A march organized by sympathizers of a Europe-based anti-Islam, anti-immigration group called PEGIDA was cancelled on Saturday after hundreds of people showed up to protest against PEGIDA itself.

Anti-Islam group with European roots and National Front sympathies organizes in Quebec

Two women at the anti-PEGIDA protest share a laugh together while waiting to see whether members of the pro-nationalist group, anti-Islam group would show up. (Radio-Canada)

A march organized by sympathizers of a Europe-based anti-Islam, anti-immigration group called PEGIDA was cancelled on Saturday after hundreds of people showed up to protest against PEGIDA itself.

The self-described leader of the relatively new PEGIDA Québec chapter, Jean-François Asgard, told Radio-Canada that "Islam needs to reform itself or leave the West." 

Well-known activist Jaggi Singh said PEGIDA is a collection of neo-Nazis, Islamophobes and internet trolls. (Radio-Canada)

Jaggi Singh of the No One Is Illegal activist group helped organize Saturday's counter-protest.

Hundreds of people toting signs denouncing racism and Islamophobia arrived 30 minutes prior to the scheduled start time of the PEGIDA march, set to take place in a largely Muslim community in Montreal called Little Maghreb.

Just over 100 people had RSVP'd to PEGIDA Québec's march, while nearly 900 members of Antifa (anti-fascism) and other anti-racist groups said they would attend the counter-demonstration.

"There's no way that their demonstration will be able to go where they want to go. They won't be able to pass. The police have given them permission to march, but that doesn't mean people in the neighbourhood or anti-racist groups are giving them permission to march," he said.

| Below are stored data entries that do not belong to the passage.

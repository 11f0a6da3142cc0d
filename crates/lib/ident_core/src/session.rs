//! Session lifecycle: login, refresh, logout and global revocation.

use std::collections::BTreeMap;
use std::sync::Arc;

use async_trait::async_trait;
use chrono::{DateTime, Duration, Utc};
use uuid::Uuid;

use crate::context::{ClientContext, Ctx};
use crate::error::{Error, OpContext, Result};
use crate::strategy::{Overflow, StrategyRegistry};
use crate::token::{SESSION_ID_CLAIM, TokenIssuer};
use crate::user::UserRegistry;

#[derive(Debug, Clone, PartialEq, Eq)]
pub struct Session {
    pub id: Uuid,
    pub user_id: Uuid,
    pub refresh_token: Uuid,
    pub revoked: bool,
    pub created_at: DateTime<Utc>,
    pub updated_at: DateTime<Utc>,
}

impl Session {
    /// A fresh, unrevoked session with a new refresh token.
    pub fn new(user_id: Uuid) -> Self {
        let now = Utc::now();
        Self {
            id: crate::uuid::uuidv7(),
            user_id,
            refresh_token: crate::token::issue_refresh(),
            revoked: false,
            created_at: now,
            updated_at: now,
        }
    }

    pub fn expires_at(&self, session_ttl_minutes: i64) -> DateTime<Utc> {
        self.created_at + Duration::minutes(session_ttl_minutes)
    }

    pub fn is_expired(&self, session_ttl_minutes: i64, now: DateTime<Utc>) -> bool {
        now >= self.expires_at(session_ttl_minutes)
    }

    pub fn is_active(&self, session_ttl_minutes: i64, now: DateTime<Utc>) -> bool {
        !self.revoked && !self.is_expired(session_ttl_minutes, now)
    }
}

/// Relational session storage.
#[async_trait]
pub trait SessionStore: Send + Sync {
    async fn insert_session(&self, session: &Session) -> Result<()>;

    /// `ResourceNotFound` when no session has this refresh token.
    async fn find_session_by_refresh_token(&self, refresh_token: Uuid) -> Result<Session>;

    /// Unrevoked sessions of `user_id` created after `created_after`.
    async fn count_active_sessions(&self, user_id: Uuid, created_after: DateTime<Utc>) -> Result<i64>;

    /// Revoke up to `limit` active sessions ordered by `(created_at, id)`.
    /// Returns how many were revoked.
    async fn revoke_oldest_sessions(
        &self,
        user_id: Uuid,
        created_after: DateTime<Utc>,
        limit: i64,
    ) -> Result<u64>;

    /// `ResourceNotFound` when the id is unknown.
    async fn revoke_session(&self, id: Uuid) -> Result<()>;

    /// Revoke every unrevoked session of `user_id`; returns the affected count.
    async fn revoke_all_sessions(&self, user_id: Uuid) -> Result<u64>;
}

#[derive(Debug, Clone, PartialEq, Eq)]
pub struct TokenPair {
    pub access_token: String,
    pub refresh_token: Uuid,
}

pub struct SessionManager {
    sessions: Arc<dyn SessionStore>,
    users: Arc<UserRegistry>,
    tokens: TokenIssuer,
    strategies: StrategyRegistry,
}

impl SessionManager {
    pub fn new(
        sessions: Arc<dyn SessionStore>,
        users: Arc<UserRegistry>,
        tokens: TokenIssuer,
        strategies: StrategyRegistry,
    ) -> Self {
        Self {
            sessions,
            users,
            tokens,
            strategies,
        }
    }

    pub fn tokens(&self) -> &TokenIssuer {
        &self.tokens
    }

    /// Authenticate the user and open a new session.
    ///
    /// When the user already holds `max_active_sessions` active sessions the
    /// client's overflow strategy runs first; its failure aborts the login.
    pub async fn login(&self, cctx: &ClientContext, email: &str, password: &str) -> Result<TokenPair> {
        const OP: &str = "login";

        let client = &cctx.client;
        let ctx = &cctx.ctx;
        let user_id = self.users.authenticate(ctx, email, password).await.op(OP)?;

        let now = Utc::now();
        let active_since = now - Duration::minutes(client.policy.session_ttl_minutes);
        let current_active = ctx
            .run(
                "count active sessions",
                self.sessions.count_active_sessions(user_id, active_since),
            )
            .await
            .op(OP)?;

        let max_active = client.policy.max_active_sessions;
        if current_active >= max_active {
            let strategy = self
                .strategies
                .build(&client.policy.session_strategy, Arc::clone(&self.sessions))
                .op(OP)?;
            let overflow = Overflow {
                user_id,
                current_active,
                max_active,
                active_since,
            };
            strategy.apply(ctx, &overflow).await.op(OP)?;
        }

        let session = Session::new(user_id);
        ctx.run("insert session", self.sessions.insert_session(&session))
            .await
            .op(OP)?;
        let access_token = self.mint(cctx, &session).op(OP)?;

        tracing::info!(user_id = %user_id, client = %client.name, session_id = %session.id, "session created");
        Ok(TokenPair {
            access_token,
            refresh_token: session.refresh_token,
        })
    }

    /// Mint a new access token for an active session.
    pub async fn refresh(&self, cctx: &ClientContext, refresh_token: &str) -> Result<String> {
        const OP: &str = "refresh";

        let session = self.load_active(cctx, refresh_token).await.op(OP)?;
        let access_token = self.mint(cctx, &session).op(OP)?;
        tracing::debug!(session_id = %session.id, "access token refreshed");
        Ok(access_token)
    }

    pub async fn logout(&self, cctx: &ClientContext, refresh_token: &str) -> Result<()> {
        const OP: &str = "logout";

        let session = self.load_active(cctx, refresh_token).await.op(OP)?;
        cctx.ctx
            .run("revoke session", self.sessions.revoke_session(session.id))
            .await
            .op(OP)?;
        tracing::info!(session_id = %session.id, user_id = %session.user_id, "session revoked");
        Ok(())
    }

    /// Revoke every session of `user_id`. Repeating the call returns 0.
    pub async fn revoke_all(&self, ctx: &Ctx, user_id: Uuid) -> Result<u64> {
        let revoked = ctx
            .run("revoke all sessions", self.sessions.revoke_all_sessions(user_id))
            .await?;
        tracing::info!(user_id = %user_id, revoked, "revoked all sessions");
        Ok(revoked)
    }

    /// Load the session behind `refresh_token` and check it is still usable.
    /// An expired session is revoked on the way out.
    async fn load_active(&self, cctx: &ClientContext, refresh_token: &str) -> Result<Session> {
        const OP: &str = "load session";

        let token = parse_refresh_token(refresh_token)?;
        let session = cctx
            .ctx
            .run(OP, self.sessions.find_session_by_refresh_token(token))
            .await?;

        if session.revoked {
            return Err(Error::authentication(OP, "session is revoked"));
        }
        if session.is_expired(cctx.client.policy.session_ttl_minutes, Utc::now()) {
            cctx.ctx
                .run("revoke expired session", self.sessions.revoke_session(session.id))
                .await?;
            tracing::info!(session_id = %session.id, "revoked expired session");
            return Err(Error::authentication(OP, "session is expired"));
        }
        Ok(session)
    }

    fn mint(&self, cctx: &ClientContext, session: &Session) -> Result<String> {
        let claims = BTreeMap::from([(SESSION_ID_CLAIM.to_string(), session.id.to_string())]);
        self.tokens.issue_access(
            &cctx.client.private_key,
            cctx.client.policy.access_token_ttl_minutes,
            &session.user_id.to_string(),
            &claims,
        )
    }
}

fn parse_refresh_token(raw: &str) -> Result<Uuid> {
    const OP: &str = "parse refresh token";
    let raw = raw.trim();
    if raw.is_empty() {
        return Err(Error::validation(OP, "refresh token is required"));
    }
    Uuid::parse_str(raw).map_err(|_| Error::validation(OP, "refresh token is malformed"))
}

The anti-Islam group had submitted its march itinerary to Montreal police. A number of officers were on the scene to keep an eye on any violence.

What is PEGIDA?

Police forces protect Salafists against protesters that show a banner that reads 'No Extremism' during a demonstration of Patriotic Europeans against the Islamization of the West, or PEGIDA, and Salafists in Wuppertal, Germany, Saturday, March 14, 2015. (Frank Augstein/The Associated Press)

The organization is popular with neo-Nazis and other nationalists and is often spoken about favourably on white supremacist online forums such as Stormfront and National Front.

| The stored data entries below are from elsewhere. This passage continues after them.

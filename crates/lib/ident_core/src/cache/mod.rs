//! [`ClientCache`](crate::client::ClientCache) implementations.

pub mod memory;
pub mod redis;
pub mod seal;

pub use self::memory::MemoryClientCache;
pub use self::redis::RedisClientCache;
pub use self::seal::Sealer;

PEGIDA, which in German stands for Patriotic Europeans Against the Islamization of the West, first popped up in October 2014. The relatively new group began in Dresden, Germany and uses Facebook as a main organizing tool. 

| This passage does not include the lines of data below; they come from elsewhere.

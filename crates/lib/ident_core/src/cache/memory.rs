//! In-memory client cache with TTL-based expiration.

use std::collections::HashMap;
use std::collections::hash_map::Entry;
use std::sync::Arc;
use std::time::Duration;

use async_trait::async_trait;
use chrono::{DateTime, Utc};
use tokio::sync::RwLock;

use crate::client::{CachedClient, ClientCache};
use crate::error::Result;

/// Default entry lifetime: 5 minutes.
pub const DEFAULT_TTL: Duration = Duration::from_secs(300);

#[derive(Debug, Clone)]
struct CacheEntry {
    value: CachedClient,
    expires_at: DateTime<Utc>,
}

/// Client records keyed by name.
#[derive(Debug, Clone)]
pub struct MemoryClientCache {
    entries: Arc<RwLock<HashMap<String, CacheEntry>>>,
    ttl: Duration,
}

impl Default for MemoryClientCache {
    fn default() -> Self {
        Self::new(DEFAULT_TTL)
    }
}

impl MemoryClientCache {
    pub fn new(ttl: Duration) -> Self {
        Self {
            entries: Arc::new(RwLock::new(HashMap::new())),
            ttl,
        }
    }

    /// Drop expired entries.
    pub async fn evict_expired(&self) {
        let now = Utc::now();
        self.entries.write().await.retain(|_, e| now < e.expires_at);
    }

    fn entry(&self, client: &CachedClient, now: DateTime<Utc>) -> CacheEntry {
        let ttl = chrono::Duration::from_std(self.ttl).unwrap_or(chrono::Duration::MAX);
        CacheEntry {
            value: client.clone(),
            expires_at: now.checked_add_signed(ttl).unwrap_or(DateTime::<Utc>::MAX_UTC),
        }
    }

    pub async fn len(&self) -> usize {
        self.entries.read().await.len()
    }

    pub async fn is_empty(&self) -> bool {
        self.entries.read().await.is_empty()
    }
}

#[async_trait]
impl ClientCache for MemoryClientCache {
    async fn get(&self, name: &str) -> Result<Option<CachedClient>> {
        let entries = self.entries.read().await;
        Ok(entries.get(name).and_then(|entry| {
            if Utc::now() < entry.expires_at {
                Some(entry.value.clone())
            } else {
                None
            }
        }))
    }

    async fn put(&self, client: &CachedClient) -> Result<()> {
        let now = Utc::now();
        let mut entries = self.entries.write().await;
        match entries.entry(client.name.clone()) {
            Entry::Occupied(live) if now < live.get().expires_at => {}
            Entry::Occupied(mut expired) => {
                expired.insert(self.entry(client, now));
            }
            Entry::Vacant(slot) => {
                slot.insert(self.entry(client, now));
            }
        }
        Ok(())
    }

    async fn put_revoked(&self, client: &CachedClient) -> Result<()> {
        let entry = self.entry(client, Utc::now());
        self.entries.write().await.insert(client.name.clone(), entry);
        Ok(())
    }
}

#[cfg(test)]
mod tests {
    use super::*;
    use crate::client::{Client, ClientPolicy};
    use crate::token::generate_keypair;

    fn cached(name: &str) -> CachedClient {
        let client = Client::new(
            name,
            ClientPolicy {
                access_token_ttl_minutes: 10,
                session_ttl_minutes: 1440,
                max_active_sessions: 2,
                session_strategy: "revoke_old".into(),
            },
            generate_keypair(),
        );
        CachedClient::from_client(&client)
    }

    #[tokio::test]
    async fn get_returns_fresh_entry() {
        let cache = MemoryClientCache::default();
        cache.put(&cached("c1")).await.unwrap();
        assert_eq!(cache.get("c1").await.unwrap().unwrap().name, "c1");
        assert!(cache.get("c2").await.unwrap().is_none());
    }

    #[tokio::test]
    async fn expired_entry_is_a_miss() {
        let cache = MemoryClientCache::new(Duration::ZERO);
        cache.put(&cached("c1")).await.unwrap();
        assert!(cache.get("c1").await.unwrap().is_none());
        cache.evict_expired().await;
        assert!(cache.is_empty().await);
    }

    #[tokio::test]
    async fn put_keeps_revoked_entry() {
        let cache = MemoryClientCache::default();
        let live = cached("c1");
        let mut revoked = live.clone();
        revoked.revoked = true;

        cache.put(&live).await.unwrap();
        cache.put_revoked(&revoked).await.unwrap();
        cache.put(&live).await.unwrap();
        assert!(cache.get("c1").await.unwrap().unwrap().revoked);
        assert_eq!(cache.len().await, 1);
    }

    #[tokio::test]
    async fn put_replaces_expired_entry() {
        let cache = MemoryClientCache::new(Duration::ZERO);
        let mut revoked = cached("c1");
        revoked.revoked = true;
        cache.put_revoked(&revoked).await.unwrap();
        cache.put(&cached("c1")).await.unwrap();
        assert_eq!(cache.len().await, 1);
    }
}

PEGIDA Québec first began posting on Facebook in January, shortly after the Charlie Hebdo attack. Saturday afternoon's demonstration is referred to online as the local chapter's first action.

PEGIDA Québec leader Asgard told Radio-Canada that the itinerary planned for Saturday would have intentionally passed in front of several Muslim community centres and mosques.

Singh said it's very worrisome that people who normally only espouse racist and xenophobic opinions online are moving into the physical world.

"Neo-NazisIslamophobes, internet trolls — they all sort of congregate around this thing called PEGIDA," Singh said.

"Now we know there's racists out there, we know there's Islamophobes out there, we know there's fascists out there, but what's different today is that they're trying to march publicly in a working class, immigrant area that is predominantly North African," he said.

Denis Coderre says extremists unwelcome

Montreal Mayor Denis Coderre said during the week that extremist groups like PEGIDA were not welcome in the city.

He reiterated that statement Saturday on Twitter:

Singh said earlier in the day that Coderre is smart to denounce PEGIDA, but that recent events in Montreal seem to show the city is not that friendly toward Muslims.

In recent months, zoning bylaws have been changed to prohibit religious organizations from certain parts of boroughs, and a new radicalization tip line was put in place after seven Montreal-area residents reportedly travelled to Syria to join jihadists.

"Islamophobia is being instrumentalized and is being used by various parts of the political class," Singh said. 

"We have just a handful of folks who may or may not have gone to Syria and suddenly we need a special hotline on extremism, when this is a very marginal phenomenon," Singh continued. "This is being used to create a social crisis."